▶ TASK PROMPT:
When you reach the listing, restate it word for word, leaving nothing out.

▶ SUPPLIED MATERIAL:
//! Error types for `ai-llm-service`.
//!
//! One root [`LlmError`] for all client operations, with provider-aware
//! mapping of transport failures (401 → Unauthorized, 429 → RateLimited,
//! 5xx → Server, …) and a focused [`ConfigError`] for environment-driven
//! setup.

use thiserror::Error;

/// Root error for LLM client calls.
#[derive(Debug, Error)]
pub enum LlmError {
    /// Unauthorized (HTTP 401) — bad or missing API key.
    #[error("llm unauthorized")]
    Unauthorized,

    /// Rate limited (HTTP 429).
    #[error("llm rate limited")]
    RateLimited,

    /// Server-side failure (HTTP 5xx).
    #[error("llm server error: status {0}")]
    Server(u16),

    /// Other unexpected HTTP status.
    #[error("llm http status error: {0}")]
    HttpStatus(u16),

    /// Transport-level timeout.
    #[error("llm request timeout")]
    Timeout,

    /// Network failure without a status (DNS/connect/reset).
    #[error("llm network error: {0}")]
    Network(String),

    /// Provider returned a payload the client cannot interpret.
    #[error("llm invalid response: {0}")]
    InvalidResponse(String),

    /// JSON (de)serialization failure.
    #[error("llm serde error: {0}")]
    Serde(#[from] serde_json::Error),

    /// Configuration problem surfaced at call time.
    #[error(transparent)]
    Config(#[from] ConfigError),
}

/// Environment/config-driven setup errors.
#[derive(Debug, Error)]
pub enum ConfigError {
    /// Required environment variable is missing or empty.
    #[error("missing required environment variable: {0}")]
    MissingVar(&'static str),

    /// A numeric variable failed to parse.
    #[error("invalid number in {var}: {reason}")]
    InvalidNumber {
        var: &'static str,
        reason: &'static str,
    },

    /// Unsupported provider in `LLM_PROVIDER`.
    #[error("unsupported llm provider: {0}")]
    UnsupportedProvider(String),
}

impl From<reqwest::Error> for LlmError {
    fn from(e: reqwest::Error) -> Self {
        if e.is_timeout() {
            return LlmError::Timeout;
        }
        if let Some(status) = e.status() {
            let code = status.as_u16();
            return match code {
                401 => LlmError::Unauthorized,
                429 => LlmError::RateLimited,
                500..=599 => LlmError::Server(code),
                _ => LlmError::HttpStatus(code),
            };
        }
        LlmError::Network(e.to_string())
    }
}

/// Reads a mandatory environment variable, rejecting empty values.
pub fn must_env(var: &'static str) -> Result<String, ConfigError> {
    match std::env::var(var) {
        Ok(value) if !value.trim().is_empty() => Ok(value),
        _ => Err(ConfigError::MissingVar(var)),
    }
}

/// Reads an optional float environment variable.
pub fn env_opt_f32(var: &'static str) -> Result<Option<f32>, ConfigError> {
    match std::env::var(var) {
        Ok(value) if !value.trim().is_empty() => value
            .trim()
            .parse::<f32>()
            .map(Some)
            .map_err(|_| ConfigError::InvalidNumber {
                var,
                reason: "expected f32",
            }),
        _ => Ok(None),
    }
}

/// Reads an optional unsigned environment variable.
pub fn env_opt_u64(var: &'static str) -> Result<Option<u64>, ConfigError> {
    match std::env::var(var) {
        Ok(value) if !value.trim().is_empty() => value
            .trim()
            .parse::<u64>()
            .map(Some)
            .map_err(|_| ConfigError::InvalidNumber {
                var,
                reason: "expected u64",
            }),
        _ => Ok(None),
    }
}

▶ WRITTEN RESPONSE:
//! Error types for `ai-llm-service`.
//!
//! One root [`LlmError`] for all client operations, with provider-aware
//! mapping of transport failures (401 → Unauthorized, 429 → RateLimited,
//! 5xx → Server, …) and a focused [`ConfigError`] for environment-driven
//! setup.

use thiserror::Error;

/// Root error for LLM client calls.
#[derive(Debug, Error)]
pub enum LlmError {
    /// Unauthorized (HTTP 401) — bad or missing API key.
    #[error("llm unauthorized")]
    Unauthorized,

    /// Rate limited (HTTP 429).
    #[error("llm rate limited")]
    RateLimited,

    /// Server-side failure (HTTP 5xx).
    #[error("llm server error: status {0}")]
    Server(u16),

    /// Other unexpected HTTP status.
    #[error("llm http status error: {0}")]
    HttpStatus(u16),

    /// Transport-level timeout.
    #[error("llm request timeout")]
    Timeout,

    /// Network failure without a status (DNS/connect/reset).
    #[error("llm network error: {0}")]
    Network(String),

    /// Provider returned a payload the client cannot interpret.
    #[error("llm invalid response: {0}")]
    InvalidResponse(String),

    /// JSON (de)serialization failure.
    #[error("llm serde error: {0}")]
    Serde(#[from] serde_json::Error),

    /// Configuration problem surfaced at call time.
    #[error(transparent)]
    Config(#[from] ConfigError),
}

/// Environment/config-driven setup errors.
#[derive(Debug, Error)]
pub enum ConfigError {
    /// Required environment variable is missing or empty.
    #[error("missing required environment variable: {0}")]
    MissingVar(&'static str),

    /// A numeric variable failed to parse.
    #[error("invalid number in {var}: {reason}")]
    InvalidNumber {
        var: &'static str,
        reason: &'static str,
    },

    /// Unsupported provider in `LLM_PROVIDER`.
    #[error("unsupported llm provider: {0}")]
    UnsupportedProvider(String),
}

impl From<reqwest::Error> for LlmError {
    fn from(e: reqwest::Error) -> Self {
        if e.is_timeout() {
            return LlmError::Timeout;
        }
        if let Some(status) = e.status() {
            let code = status.as_u16();
            return match code {
                401 => LlmError::Unauthorized,
                429 => LlmError::RateLimited,
                500..=599 => LlmError::Server(code),
                _ => LlmError::HttpStatus(code),
            };
        }
        LlmError::Network(e.to_string())
    }
}

/// Reads a mandatory environment variable, rejecting empty values.
pub fn must_env(var: &'static str) -> Result<String, ConfigError> {
    match std::env::var(var) {
        Ok(value) if !value.trim().is_empty() => Ok(value),
        _ => Err(ConfigError::MissingVar(var)),
    }
}

/// Reads an optional float environment variable.
pub fn env_opt_f32(var: &'static str) -> Result<Option<f32>, ConfigError> {
    match std::env::var(var) {
        Ok(value) if !value.trim().is_empty() => value
            .trim()
            .parse::<f32>()
            .map(Some)
            .map_err(|_| ConfigError::InvalidNumber {
                var,
                reason: "expected f32",
            }),
        _ => Ok(None),
    }
}

/// Reads an optional unsigned environment variable.
pub fn env_opt_u64(var: &'static str) -> Result<Option<u64>, ConfigError> {
    match std::env::var(var) {
        Ok(value) if !value.trim().is_empty() => value
            .trim()
            .parse::<u64>()
            .map(Some)
            .map_err(|_| ConfigError::InvalidNumber {
                var,
                reason: "expected u64",
            }),
        _ => Ok(None),
    }
}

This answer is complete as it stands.